## [Dataset excerpts]
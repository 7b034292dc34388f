//! Trait definitions for the tools module.

use async_trait::async_trait;
use std::path::{Path, PathBuf};

use super::error::ToolError;
use super::types::{ComponentSpec, RasterSpec, ZoomRange};

/// Geospatial transformations needed to turn a forecast file into images.
///
/// Each operation writes to a caller-chosen output path inside a working
/// area and returns that path once the output is known to exist.
#[async_trait]
pub trait GeoToolkit: Send + Sync {
    /// Returns the name of this toolkit implementation.
    fn name(&self) -> &str;

    /// Extracts a single wind component from a GRIB file.
    async fn extract_component(
        &self,
        input: &Path,
        component: &ComponentSpec,
        output: &Path,
    ) -> Result<PathBuf, ToolError>;

    /// Stacks component rasters as separate bands of a virtual raster.
    async fn build_composite(
        &self,
        components: &[PathBuf],
        crs: &str,
        output: &Path,
    ) -> Result<PathBuf, ToolError>;

    /// Renders the composite into a byte-scaled GeoTIFF.
    async fn rasterize(
        &self,
        composite: &Path,
        spec: &RasterSpec,
        output: &Path,
    ) -> Result<PathBuf, ToolError>;

    /// Converts a raster to PNG.
    async fn convert_image(&self, raster: &Path, output: &Path) -> Result<PathBuf, ToolError>;

    /// Renders an XYZ tile pyramid into `output_dir`.
    async fn generate_tiles(
        &self,
        raster: &Path,
        zoom: ZoomRange,
        output_dir: &Path,
    ) -> Result<PathBuf, ToolError>;

    /// Validates that every required program is reachable.
    async fn validate(&self) -> Result<(), ToolError>;
}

## [Exercise]
Determine the number of lines in the entries that contain "super", then write that number alone.

## [Finished task]
2